DATA TO EXAMINE.
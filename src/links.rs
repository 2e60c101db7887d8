use std::cell::RefCell;
use std::collections::HashMap;
use std::time::Duration;

use tracing::debug;
use url::Url;

use crate::error::PipelineError;
use crate::http_client::{self, RetryConfig, is_timeout, is_transport_error, retry_with_backoff};

pub const PLAYLIST_HOST: &str = "open.spotify.com";
pub const DEFAULT_LINK_TIMEOUT: Duration = Duration::from_secs(5);

/// Reports the HTTP status a URL answers with.
pub trait ReachabilityProbe {
    /// `None` when no answer arrived within the timeout. Non-2xx statuses are
    /// values; only failures to reach the host at all are errors.
    fn fetch_status(&self, url: &str) -> Result<Option<u16>, PipelineError>;
}

impl<T: ReachabilityProbe + ?Sized> ReachabilityProbe for &T {
    fn fetch_status(&self, url: &str) -> Result<Option<u16>, PipelineError> {
        (**self).fetch_status(url)
    }
}

pub struct HttpProbe {
    agent: ureq::Agent,
    retry: RetryConfig,
}

impl HttpProbe {
    pub fn new(timeout: Duration, retry: RetryConfig) -> Self {
        Self {
            agent: http_client::agent_with_timeout(timeout),
            retry,
        }
    }
}

impl ReachabilityProbe for HttpProbe {
    fn fetch_status(&self, url: &str) -> Result<Option<u16>, PipelineError> {
        let result = retry_with_backoff(
            self.retry,
            || self.agent.get(url).call(),
            is_transport_error,
        );
        match result {
            Ok(response) => Ok(Some(response.status())),
            Err(ureq::Error::Status(code, _)) => Ok(Some(code)),
            Err(err) if is_timeout(&err) => {
                debug!(url = %url, error = %err, "link did not answer in time");
                Ok(None)
            }
            Err(err) => Err(PipelineError::upstream("link reachability", err.to_string())),
        }
    }
}

/// Parse a submitted link as an absolute http(s) URL.
pub fn parse_link(link: &str) -> Result<Url, PipelineError> {
    let trimmed = link.trim();
    if trimmed.is_empty() {
        return Err(PipelineError::Input("empty link".to_string()));
    }
    let url = Url::parse(trimmed)
        .map_err(|err| PipelineError::Input(format!("not a url: {trimmed}: {err}")))?;
    if !matches!(url.scheme(), "http" | "https") {
        return Err(PipelineError::Input(format!(
            "unsupported scheme {}: {trimmed}",
            url.scheme()
        )));
    }
    Ok(url)
}

/// Last non-empty path segment of a playlist link, without query or fragment.
pub fn playlist_id(link: &str) -> Result<String, PipelineError> {
    let url = parse_link(link)?;
    url.path_segments()
        .and_then(|segments| segments.filter(|segment| !segment.is_empty()).last())
        .map(ToOwned::to_owned)
        .ok_or_else(|| PipelineError::Input(format!("link has no playlist id: {link}")))
}

pub fn is_playlist_host(url: &Url) -> bool {
    url.host_str()
        .is_some_and(|host| host.eq_ignore_ascii_case(PLAYLIST_HOST))
}

/// Decides whether a submitted link can be scored.
///
/// Structural checks run before any request so that empty, malformed and
/// off-domain links never cost a round trip. Reachability verdicts are kept
/// for the lifetime of the validator, which is one pipeline run.
pub struct LinkValidator<P> {
    probe: P,
    verdicts: RefCell<HashMap<String, bool>>,
}

impl<P: ReachabilityProbe> LinkValidator<P> {
    pub fn new(probe: P) -> Self {
        Self {
            probe,
            verdicts: RefCell::new(HashMap::new()),
        }
    }

    pub fn is_valid(&self, link: &str) -> Result<bool, PipelineError> {
        let url = match parse_link(link) {
            Ok(url) => url,
            Err(err) => {
                debug!(error = %err, "rejected link");
                return Ok(false);
            }
        };
        if !is_playlist_host(&url) {
            let host = url.host_str().unwrap_or_default();
            debug!(link = %link, host, "rejected off-domain link");
            return Ok(false);
        }

        if let Some(verdict) = self.verdicts.borrow().get(link).copied() {
            return Ok(verdict);
        }

        let status = self.probe.fetch_status(url.as_str())?;
        let verdict = status.is_some_and(|code| (200..300).contains(&code));
        if !verdict {
            debug!(link = %link, status = ?status, "link did not answer with success");
        }
        self.verdicts.borrow_mut().insert(link.to_string(), verdict);
        Ok(verdict)
    }
}


#[cfg(test)]
mod tests {
    use super::fakes::FakeProbe;
    use super::*;
    use crate::http_client::test_server::{http_response, serve_responses, serve_silence};

    const PUBLIC: &str = "https://open.spotify.com/playlist/37i9dQZF1DWUa8ZRTfalHk";

    #[test]
    fn playlist_id_takes_last_segment() {
        assert_eq!(playlist_id(PUBLIC).unwrap(), "37i9dQZF1DWUa8ZRTfalHk");
    }

    #[test]
    fn playlist_id_strips_query_string() {
        let link = "https://open.spotify.com/playlist/29TRiiXCIQTT84JpR398jN?si=a3e5e6eec0fe4e52";
        assert_eq!(playlist_id(link).unwrap(), "29TRiiXCIQTT84JpR398jN");
    }

    #[test]
    fn playlist_id_rejects_non_urls() {
        assert!(matches!(playlist_id("Hi/dude?what"), Err(PipelineError::Input(_))));
        assert!(matches!(playlist_id(""), Err(PipelineError::Input(_))));
    }

    #[test]
    fn empty_link_is_invalid_without_fetch() {
        let probe = FakeProbe::default();
        let validator = LinkValidator::new(&probe);
        assert!(!validator.is_valid("").unwrap());
        assert!(!validator.is_valid("   ").unwrap());
        assert_eq!(probe.calls.get(), 0);
    }

    #[test]
    fn malformed_link_is_invalid_without_fetch() {
        let probe = FakeProbe::default();
        let validator = LinkValidator::new(&probe);
        assert!(!validator.is_valid("Hi/dude?what").unwrap());
        assert!(!validator.is_valid("ftp://open.spotify.com/playlist/x").unwrap());
        assert_eq!(probe.calls.get(), 0);
    }

    #[test]
    fn off_domain_link_is_invalid() {
        let probe = FakeProbe::default();
        let validator = LinkValidator::new(&probe);
        assert!(!validator.is_valid("https://google.com").unwrap());
        assert_eq!(probe.calls.get(), 0);
    }

    #[test]
    fn non_success_status_is_invalid_not_error() {
        let probe = FakeProbe::default().with_status(PUBLIC, 404);
        let validator = LinkValidator::new(&probe);
        assert!(!validator.is_valid(PUBLIC).unwrap());
    }

    #[test]
    fn reachable_playlist_link_is_valid() {
        let probe = FakeProbe::default();
        let validator = LinkValidator::new(&probe);
        assert!(validator.is_valid(PUBLIC).unwrap());
    }

    #[test]
    fn transport_failure_is_reported() {
        let probe = FakeProbe {
            unreachable: true,
            ..FakeProbe::default()
        };
        let validator = LinkValidator::new(&probe);
        assert!(matches!(
            validator.is_valid(PUBLIC),
            Err(PipelineError::UpstreamUnavailable { .. })
        ));
    }

    #[test]
    fn verdicts_are_reused_within_a_run() {
        let probe = FakeProbe::default().with_status(PUBLIC, 404);
        let validator = LinkValidator::new(&probe);
        assert!(!validator.is_valid(PUBLIC).unwrap());
        assert!(!validator.is_valid(PUBLIC).unwrap());
        assert_eq!(probe.calls.get(), 1);
    }

    #[test]
    fn http_probe_returns_status_codes() {
        let (base, requests) = serve_responses(vec![
            http_response(200, "ok"),
            http_response(404, "missing"),
        ]);
        let probe = HttpProbe::new(DEFAULT_LINK_TIMEOUT, RetryConfig::with_attempts(1));
        assert_eq!(probe.fetch_status(&format!("{base}/playlist/a")).unwrap(), Some(200));
        assert_eq!(probe.fetch_status(&format!("{base}/playlist/b")).unwrap(), Some(404));
        assert_eq!(requests.recv().unwrap(), "GET /playlist/a HTTP/1.1");
    }

    #[test]
    fn http_probe_reports_silence_as_no_answer() {
        let base = serve_silence(Duration::from_secs(2));
        let probe = HttpProbe::new(Duration::from_millis(200), RetryConfig::with_attempts(1));
        assert_eq!(probe.fetch_status(&format!("{base}/playlist/slow")).unwrap(), None);
    }

    #[test]
    fn link_that_times_out_is_invalid_not_error() {
        let probe = FakeProbe::default().with_no_answer(PUBLIC);
        let validator = LinkValidator::new(&probe);
        assert!(!validator.is_valid(PUBLIC).unwrap());
        assert_eq!(probe.calls.get(), 1);
    }
}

BRIEF. Your reply should consist of a single number, the count of lines in the records above that contain the string "https".

YOUR SOLUTION. 4